NAPOLITANO: OK. Colonel. Beyond being fair and balanced (a) are the troops trained? Are they capable of doing this? (b) Are they loyal to the new government?


CARAFANO: Yeah, I don't they would do this unless they had a fairly fair expectation that they could pull it off. You know you say 40,000 troops and you go, I mean, that's a lot of troops. But you have to think, you have to realize, for example, it takes four troops to clear a room. I mean, you go in a room.


CARAFANO: There's four corners in a room. You have to have one guy look at each corner so when you start goin' through districts and settin' up checkpoints, it eats up an awful lot of troops really quick.


CARAFANO: So, 40,000 troops sound like a lot but you know they're certainly not gonna cordon off Baghdad in any way or make this airtight. I mean, so, I think it's a reasonable size operation and, gain, I don't think they'd attempt it unless they felt they can pull it off.

NAPOLITANO: When they show up at a door and bang down the door or break down the door or otherwise gain entrance to a room, how do they know who they're looking for? Do they have local intelligence? Do they have civilians with them, giving them some guidance?


CARAFANO: Well, that's a really good question. They'll probably do a combination of thing [sic]. They'll do checkpoints to screen people, looking for them as they're going through parts of the city.


CARAFANO: They'll probably do some cordon and search, like parts of the area where they don't have really good intelligence but they suspect it, so they'll seal it off, try to keep people from coming in an out and then basically go through room by room and looking for bad things and then they'll probably have some intelligence and this is smart. If they have been collecting intelligence and they know about a bunch of people, the best thing to do is to try to get them in one fell swoop and get many of these guys simultaneously.


CARAFANO: So, you'll probably see a combination of looking for known targets, doing some searching and just doing some screening.


CARAFANO: The most important thing is that it's Iraqis out there doin' this.

NAPOLITANO: Right.
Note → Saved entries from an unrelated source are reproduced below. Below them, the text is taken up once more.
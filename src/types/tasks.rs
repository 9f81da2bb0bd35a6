//! Wire types and state machine for asynchronous tasks.

use serde::{Deserialize, Serialize};
use serde_json::{Map, Value};
use std::fmt;

use crate::error::{Error, Result};

/// Task lifecycle status.
///
/// Transitions are monotonic toward a terminal state, except for the
/// `Working` / `InputRequired` pair which may alternate:
///
/// ```text
/// submitted -> working <-> input_required
///                 |               |
///                 +--> completed / failed / cancelled
/// ```
#[derive(Debug, Clone, Copy, PartialEq, Eq, Hash, Serialize, Deserialize)]
#[serde(rename_all = "snake_case")]
pub enum TaskStatus {
    /// Accepted but not yet running.
    Submitted,
    /// Actively being processed.
    Working,
    /// Blocked on input from the client.
    InputRequired,
    /// Finished successfully (terminal).
    Completed,
    /// Finished with an error (terminal).
    Failed,
    /// Cancelled before completion (terminal).
    Cancelled,
}

impl fmt::Display for TaskStatus {
    fn fmt(&self, f: &mut fmt::Formatter<'_>) -> fmt::Result {
        match self {
            Self::Submitted => write!(f, "submitted"),
            Self::Working => write!(f, "working"),
            Self::InputRequired => write!(f, "input_required"),
            Self::Completed => write!(f, "completed"),
            Self::Failed => write!(f, "failed"),
            Self::Cancelled => write!(f, "cancelled"),
        }
    }
}

impl TaskStatus {
    /// True for `Completed`, `Failed`, and `Cancelled`.
    pub fn is_terminal(&self) -> bool {
        matches!(self, Self::Completed | Self::Failed | Self::Cancelled)
    }

    /// Whether moving from this status to `next` is a legal transition.
    /// Self-transitions are rejected; terminal states reject everything.
    pub fn can_transition_to(&self, next: &Self) -> bool {
        if self == next {
            return false;
        }
        match self {
            Self::Submitted => !matches!(next, Self::Submitted),
            Self::Working => matches!(
                next,
                Self::InputRequired | Self::Completed | Self::Failed | Self::Cancelled
            ),
            Self::InputRequired => matches!(
                next,
                Self::Working | Self::Completed | Self::Failed | Self::Cancelled
            ),
            Self::Completed | Self::Failed | Self::Cancelled => false,
        }
    }

    /// Validate a transition, producing a descriptive error on rejection.
    pub fn validate_transition(&self, task_id: &str, next: &Self) -> Result<()> {
        if self.can_transition_to(next) {
            Ok(())
        } else {
            Err(Error::InvalidTaskTransition {
                task_id: task_id.to_string(),
                from: *self,
                to: *next,
            })
        }
    }
}

/// The wire representation of a task.
///
/// `ttl` is required but nullable: `None` serializes as `null`
/// (unlimited), never omitted. `pollInterval` and `statusMessage` are
/// omitted when absent.
#[derive(Debug, Clone, PartialEq, Serialize, Deserialize)]
#[serde(rename_all = "camelCase")]
pub struct Task {
    /// Server-wide unique id.
    pub task_id: String,
    /// Current status.
    pub status: TaskStatus,
    /// Optional human-readable status line.
    #[serde(skip_serializing_if = "Option::is_none")]
    pub status_message: Option<String>,
    /// ISO 8601 creation timestamp.
    pub created_at: String,
    /// ISO 8601 timestamp of the last transition or progress report.
    pub last_updated_at: String,
    /// ISO 8601 timestamp set exactly once, on entering a terminal
    /// state. Absent while the task is live.
    #[serde(skip_serializing_if = "Option::is_none")]
    pub completed_at: Option<String>,
    /// Retention in milliseconds after reaching a terminal state.
    pub ttl: Option<u64>,
    /// Suggested polling interval in milliseconds.
    #[serde(skip_serializing_if = "Option::is_none")]
    pub poll_interval: Option<u64>,
    /// Optional metadata.
    #[serde(rename = "_meta", skip_serializing_if = "Option::is_none")]
    #[allow(clippy::pub_underscore_fields)]
    pub _meta: Option<Map<String, Value>>,
}

/// Result of a task-augmented `tools/call`: the task wrapped in a `task`
/// field at the top level of the JSON-RPC `result`, never under `_meta`.
#[derive(Debug, Clone, Serialize, Deserialize)]
#[serde(rename_all = "camelCase")]
pub struct CreateTaskResult {
    /// The created task.
    pub task: Task,
}

/// `tasks/get` result: the task fields flat at the result level.
pub type GetTaskResult = Task;

/// `tasks/cancel` result: the task fields flat at the result level.
pub type CancelTaskResult = Task;

/// The `task` member of a `tools/call` request that opts into
/// task-augmented execution.
#[derive(Debug, Clone, Default, PartialEq, Serialize, Deserialize)]
#[serde(rename_all = "camelCase")]
pub struct TaskRequestParams {
    /// Requested retention in milliseconds.
    #[serde(skip_serializing_if = "Option::is_none")]
    pub ttl: Option<u64>,
    /// Requested polling interval in milliseconds.
    #[serde(skip_serializing_if = "Option::is_none")]
    pub poll_interval: Option<u64>,
}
Let's talk about Zarqawi for a minute or so. Why is it that we can't confirm if he's alive or dead? I mean Baghdad's big. It's not THAT big!
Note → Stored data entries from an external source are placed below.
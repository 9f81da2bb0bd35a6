//! Server-initiated requests (elicitation, sampling, roots) riding the
//! session event channel, with client responses routed back to the
//! pending call.

use std::sync::Arc;

use async_trait::async_trait;
use serde_json::{json, Value};

use mcp_runtime::server::session::{Session, SessionEvent, SessionWithClientInfo};
use mcp_runtime::server::{RequestContext, Server, ToolHandler};
use mcp_runtime::types::{
    methods, CallToolParams, CallToolResult, ClientCapabilities, ElicitAction, ElicitParams,
    ElicitationCapabilities, JSONRPCRequest, JSONRPCResponse, RequestId, Tool,
};
use mcp_runtime::Result;

/// Asks the user for a name via elicitation, then reports the outcome.
struct AskName;

#[async_trait]
impl ToolHandler for AskName {
    async fn handle(&self, ctx: RequestContext, _params: CallToolParams) -> Result<CallToolResult> {
        let result = ctx
            .elicit(ElicitParams {
                message: "What is your name?".to_string(),
                requested_schema: Some(json!({
                    "type": "object",
                    "properties": {"name": {"type": "string"}}
                })),
            })
            .await?;

        let text = match result.action {
            ElicitAction::Accept => {
                let name = result
                    .content
                    .as_ref()
                    .and_then(|c| c.get("name"))
                    .and_then(Value::as_str)
                    .unwrap_or("anonymous");
                format!("hello, {name}")
            },
            ElicitAction::Decline => "declined".to_string(),
            ElicitAction::Cancel => "cancelled".to_string(),
        };
        Ok(CallToolResult::text(text))
    }
}

fn server() -> Arc<Server> {
    Server::builder()
        .name("bidi-test")
        .tool(
            Tool::new("ask_name", "Asks via elicitation", json!({"type": "object"})),
            Arc::new(AskName),
        )
        .build()
}

fn request(id: i64, method: &str, params: Value) -> JSONRPCRequest {
    JSONRPCRequest::new(RequestId::from(id), method, params)
}

#[tokio::test]
async fn elicitation_round_trip() {
    let server = server();
    let session = server.new_session("s-bidi");
    session.mark_initialized();
    session.set_client_info(
        None,
        Some(ClientCapabilities {
            elicitation: Some(ElicitationCapabilities::default()),
            ..Default::default()
        }),
    );
    let mut receiver = session.take_receiver().unwrap();
    server.register_session(session.clone()).unwrap();
    let ctx = RequestContext::new().with_session(session.clone() as Arc<dyn Session>);

    // Run the tool call; it parks awaiting the client's answer.
    let call_server = server.clone();
    let call_ctx = ctx.clone();
    let call = tokio::spawn(async move {
        call_server
            .handle_request(
                request(1, methods::TOOLS_CALL, json!({"name": "ask_name"})),
                call_ctx,
            )
            .await
    });

    // The elicitation request appears on the session's event channel,
    // exactly as the SSE writer would see it.
    let event = tokio::time::timeout(std::time::Duration::from_secs(5), receiver.recv())
        .await
        .expect("timed out waiting for elicitation request")
        .expect("channel closed early");
    let elicit_request = match event {
        SessionEvent::Request(r) => r,
        other => panic!("expected a request event, got {other:?}"),
    };
    assert_eq!(elicit_request.method, "elicitation/create");
    assert_eq!(elicit_request.params["message"], "What is your name?");

    // The client answers by POSTing a response frame; feed it through
    // the same frame path the transport uses.
    let answer = JSONRPCResponse::success(
        elicit_request.id,
        json!({"action": "accept", "content": {"name": "Ada"}}),
    );
    let raw = serde_json::to_vec(&answer).unwrap();
    let reply = server.handle_frame(&raw, ctx).await;
    assert!(reply.is_none(), "response frames produce no reply");

    let response = call.await.unwrap();
    assert_eq!(
        response.result().unwrap()["content"][0]["text"],
        "hello, Ada"
    );
}

#[tokio::test]
async fn declined_elicitation_is_a_normal_result() {
    let server = server();
    let session = server.new_session("s-decline");
    session.mark_initialized();
    session.set_client_info(
        None,
        Some(ClientCapabilities {
            elicitation: Some(ElicitationCapabilities::default()),
            ..Default::default()
        }),
    );
    let mut receiver = session.take_receiver().unwrap();
    server.register_session(session.clone()).unwrap();
    let ctx = RequestContext::new().with_session(session.clone() as Arc<dyn Session>);

    let call_server = server.clone();
    let call_ctx = ctx.clone();
    let call = tokio::spawn(async move {
        call_server
            .handle_request(
                request(1, methods::TOOLS_CALL, json!({"name": "ask_name"})),
                call_ctx,
            )
            .await
    });

    let elicit_request = match receiver.recv().await.unwrap() {
        SessionEvent::Request(r) => r,
        other => panic!("expected a request event, got {other:?}"),
    };
    let answer = JSONRPCResponse::success(elicit_request.id, json!({"action": "decline"}));
    let raw = serde_json::to_vec(&answer).unwrap();
    server.handle_frame(&raw, ctx).await;

    let response = call.await.unwrap();
    assert_eq!(response.result().unwrap()["content"][0]["text"], "declined");
}

#[tokio::test]
async fn undeclared_client_capability_fails_the_call() {
    let server = server();
    let session = server.new_session("s-nocap");
    session.mark_initialized();
    session.set_client_info(None, Some(ClientCapabilities::default()));
    server.register_session(session.clone()).unwrap();
    let ctx = RequestContext::new().with_session(session as Arc<dyn Session>);

    let response = server
        .handle_request(
            request(1, methods::TOOLS_CALL, json!({"name": "ask_name"})),
            ctx,
        )
        .await;
    let error = response.error_details().unwrap();
    assert_eq!(error.code, -32603);
    assert!(error.message.contains("does not support elicitation"));
}

#[tokio::test]
async fn stray_response_is_dropped_quietly() {
    let server = server();
    let session = server.new_session("s-stray");
    session.mark_initialized();
    server.register_session(session.clone()).unwrap();
    let ctx = RequestContext::new().with_session(session as Arc<dyn Session>);

    // Nothing pending: a pong-style empty result is swallowed without a
    // reply and without disturbing the session.
    let reply = server
        .handle_frame(br#"{"jsonrpc":"2.0","id":7,"result":{}}"#, ctx.clone())
        .await;
    assert!(reply.is_none());

    // The session still serves requests afterwards.
    let response = server
        .handle_request(request(8, methods::PING, Value::Null), ctx)
        .await;
    assert!(response.result().is_some());
}

#[tokio::test]
async fn unregistered_session_abort_fails_pending_round_trip() {
    use mcp_runtime::server::session::SessionWithElicitation;

    let server = server();
    let session = server.new_session("s-abort");
    session.mark_initialized();
    session.set_client_info(
        None,
        Some(ClientCapabilities {
            elicitation: Some(ElicitationCapabilities::default()),
            ..Default::default()
        }),
    );
    let mut receiver = session.take_receiver().unwrap();
    server.register_session(session.clone()).unwrap();

    let elicit_session = session.clone();
    let pending = tokio::spawn(async move {
        elicit_session
            .elicit(ElicitParams {
                message: "still there?".to_string(),
                requested_schema: None,
            })
            .await
    });

    // Wait for the request to be queued, then tear the session down.
    let _ = receiver.recv().await.unwrap();
    server.unregister_session("s-abort");
    session.abort_pending();

    let outcome = pending.await.unwrap();
    assert!(matches!(outcome, Err(mcp_runtime::Error::TransportClosed)));
}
CARAFANO: Well, I mean, let's be realistic here. You know, there are Nazis that we chased for 20, 30, 40 years. When you're one person in a state, in a country that's the size of California, 25 million people, I mean, come on, it's not remarkable that you can't get definition on one individual person. But, uh, you know, the thing is, is, is, uh, I think that for Zarqawi to be effective - and this is the ironic thing here - he's got to be out there, he's got to be pluggin' away and every time he does that, he's vulnerable. So these leaders, they have to put themselves at risk and the more they put themselves at risk, the more it's likely they're gonna get caught, so I really think in the end it's almost impossible for these terrorists really to get great momentum, as long as it doesn't become perceived as a Sunni-Shi'a conflict.
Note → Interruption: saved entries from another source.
//! Registration-order registries with opaque cursor pagination.
//!
//! Each kind (tools, resources, templates, prompts) gets its own
//! [`Registry`] guarded by a single read/write lock. Lookups take the
//! read lock; mutations take the write lock and the caller emits any
//! list-changed notification after the lock is released.

use base64::engine::general_purpose::STANDARD as BASE64;
use base64::Engine as _;
use indexmap::IndexMap;
use parking_lot::RwLock;
use std::sync::Arc;

use crate::error::{Error, Result};
use crate::types::protocol::{Prompt, Resource, ResourceTemplate, Tool};
use crate::uri_template::{TemplateValue, UriTemplate};

use super::{PromptHandler, ResourceHandler, ToolHandler};

/// A registered tool and its handler.
#[derive(Clone)]
pub struct ToolEntry {
    /// Tool definition served by `tools/list`.
    pub tool: Tool,
    /// The handler invoked by `tools/call`.
    pub handler: Arc<dyn ToolHandler>,
}

impl std::fmt::Debug for ToolEntry {
    fn fmt(&self, f: &mut std::fmt::Formatter<'_>) -> std::fmt::Result {
        f.debug_struct("ToolEntry").field("tool", &self.tool.name).finish()
    }
}

/// A registered literal-URI resource and its handler.
#[derive(Clone)]
pub struct ResourceEntry {
    /// Resource definition served by `resources/list`.
    pub resource: Resource,
    /// The handler invoked by `resources/read`.
    pub handler: Arc<dyn ResourceHandler>,
}

impl std::fmt::Debug for ResourceEntry {
    fn fmt(&self, f: &mut std::fmt::Formatter<'_>) -> std::fmt::Result {
        f.debug_struct("ResourceEntry")
            .field("uri", &self.resource.uri)
            .finish()
    }
}

/// A registered resource template, its compiled matcher, and handler.
#[derive(Clone)]
pub struct TemplateEntry {
    /// Template definition served by `resources/templates/list`.
    pub template: ResourceTemplate,
    /// Matcher compiled at registration time.
    pub matcher: Arc<UriTemplate>,
    /// The handler invoked when the template matches a read URI.
    pub handler: Arc<dyn ResourceHandler>,
}

impl std::fmt::Debug for TemplateEntry {
    fn fmt(&self, f: &mut std::fmt::Formatter<'_>) -> std::fmt::Result {
        f.debug_struct("TemplateEntry")
            .field("template", &self.template.uri_template)
            .finish()
    }
}

/// A registered prompt and its renderer.
#[derive(Clone)]
pub struct PromptEntry {
    /// Prompt definition served by `prompts/list`.
    pub prompt: Prompt,
    /// The renderer invoked by `prompts/get`.
    pub handler: Arc<dyn PromptHandler>,
}

impl std::fmt::Debug for PromptEntry {
    fn fmt(&self, f: &mut std::fmt::Formatter<'_>) -> std::fmt::Result {
        f.debug_struct("PromptEntry")
            .field("prompt", &self.prompt.name)
            .finish()
    }
}

/// Encode a pagination cursor from the last returned key.
pub fn encode_cursor(key: &str) -> String {
    BASE64.encode(key.as_bytes())
}

/// Decode a pagination cursor back into a key.
pub fn decode_cursor(cursor: &str) -> Result<String> {
    let bytes = BASE64
        .decode(cursor.as_bytes())
        .map_err(|_| Error::invalid_params("malformed pagination cursor"))?;
    String::from_utf8(bytes).map_err(|_| Error::invalid_params("malformed pagination cursor"))
}

/// Paginate an ordered `(key, value)` sequence.
///
/// Returns the page after the cursor's key in sequence order. A page of
/// exactly `limit` items carries a cursor naming its last key; shorter
/// pages end the iteration. A cursor at the final key yields an empty
/// page and no cursor. `limit = None` returns everything in one page.
pub fn paginate<T: Clone>(
    ordered: &[(String, T)],
    cursor: Option<&str>,
    limit: Option<usize>,
) -> Result<(Vec<T>, Option<String>)> {
    let start = match cursor {
        None => 0,
        Some(cursor) => {
            let key = decode_cursor(cursor)?;
            let position = ordered
                .iter()
                .position(|(k, _)| *k == key)
                .ok_or_else(|| Error::invalid_params("unknown pagination cursor"))?;
            position + 1
        },
    };

    let remaining = &ordered[start.min(ordered.len())..];
    match limit {
        None => Ok((remaining.iter().map(|(_, v)| v.clone()).collect(), None)),
        Some(limit) => {
            let page: Vec<_> = remaining.iter().take(limit).cloned().collect();
            let next = if page.len() == limit && limit > 0 {
                page.last().map(|(k, _)| encode_cursor(k))
            } else {
                None
            };
            Ok((page.into_iter().map(|(_, v)| v).collect(), next))
        },
    }
}

/// An insertion-ordered map of registered entries behind one RW lock.
pub struct Registry<T> {
    entries: RwLock<IndexMap<String, T>>,
}

impl<T> std::fmt::Debug for Registry<T> {
    fn fmt(&self, f: &mut std::fmt::Formatter<'_>) -> std::fmt::Result {
        f.debug_struct("Registry")
            .field("len", &self.entries.read().len())
            .finish()
    }
}

impl<T: Clone> Registry<T> {
    /// An empty registry.
    pub fn new() -> Self {
        Self {
            entries: RwLock::new(IndexMap::new()),
        }
    }

    /// Insert or replace an entry. Returns true when a previous entry
    /// with the same key was replaced (order is preserved in that case).
    pub fn insert(&self, key: String, value: T) -> bool {
        self.entries.write().insert(key, value).is_some()
    }

    /// Remove an entry by key.
    pub fn remove(&self, key: &str) -> Option<T> {
        self.entries.write().shift_remove(key)
    }

    /// Look up an entry by key.
    pub fn get(&self, key: &str) -> Option<T> {
        self.entries.read().get(key).cloned()
    }

    /// Whether a key is registered.
    pub fn contains(&self, key: &str) -> bool {
        self.entries.read().contains_key(key)
    }

    /// Number of registered entries.
    pub fn len(&self) -> usize {
        self.entries.read().len()
    }

    /// Whether the registry is empty.
    pub fn is_empty(&self) -> bool {
        self.entries.read().is_empty()
    }

    /// Snapshot of `(key, value)` pairs in registration order.
    pub fn snapshot(&self) -> Vec<(String, T)> {
        self.entries
            .read()
            .iter()
            .map(|(k, v)| (k.clone(), v.clone()))
            .collect()
    }

    /// Snapshot with an overlay layered on top: overlay entries replace
    /// same-keyed global entries in place-of-order terms (the shadowed
    /// global is dropped, the overlay entry lists in the overlay's own
    /// registration order, after all globals).
    pub fn snapshot_with_overlay(&self, overlay: &IndexMap<String, T>) -> Vec<(String, T)> {
        let mut combined: Vec<(String, T)> = self
            .entries
            .read()
            .iter()
            .filter(|(k, _)| !overlay.contains_key(*k))
            .map(|(k, v)| (k.clone(), v.clone()))
            .collect();
        combined.extend(overlay.iter().map(|(k, v)| (k.clone(), v.clone())));
        combined
    }
}

impl<T: Clone> Default for Registry<T> {
    fn default() -> Self {
        Self::new()
    }
}

/// Pick the best template match for a URI from an ordered candidate list.
///
/// Exact resources are resolved before this is consulted. Among matching
/// templates the longest literal prefix wins; ties keep the earliest
/// registered (overlay templates are ordered before globals by the
/// caller, so an overlay wins its ties against the global layer).
pub fn best_template_match(
    candidates: &[TemplateEntry],
    uri: &str,
) -> Option<(TemplateEntry, std::collections::HashMap<String, TemplateValue>)> {
    let mut best: Option<(usize, TemplateEntry, std::collections::HashMap<String, TemplateValue>)> =
        None;
    for entry in candidates {
        if let Some(values) = entry.matcher.match_uri(uri) {
            let score = entry.matcher.literal_prefix().len();
            let better = match &best {
                None => true,
                Some((best_score, _, _)) => score > *best_score,
            };
            if better {
                best = Some((score, entry.clone(), values));
            }
        }
    }
    best.map(|(_, entry, values)| (entry, values))
}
NAPOLITANO: We only have about 30 seconds left, Colonel. Does it matter if Zarqawi's dead? I mean, won't his replacement be just as malevolent, just as vicious, just as awful and just as controlling as he is?

CARAFANO: Well, it will. But it'll be a tremendous psychological blow. Zarqawi's a poster child now and that's a good thing for the terrorists. But when he's killed or taken out, that's a demoralizing thing. They're not going to be able to do it and you always have a trust and confidence thing. It's very personality dependent, so when you take leaders out of these organizations, it does have an effect.

NAPOLITANO: Colonel James Carafano, thanks very much. Have a great holiday weekend, Colonel.

CARAFANO: You, too. Thanks for having me.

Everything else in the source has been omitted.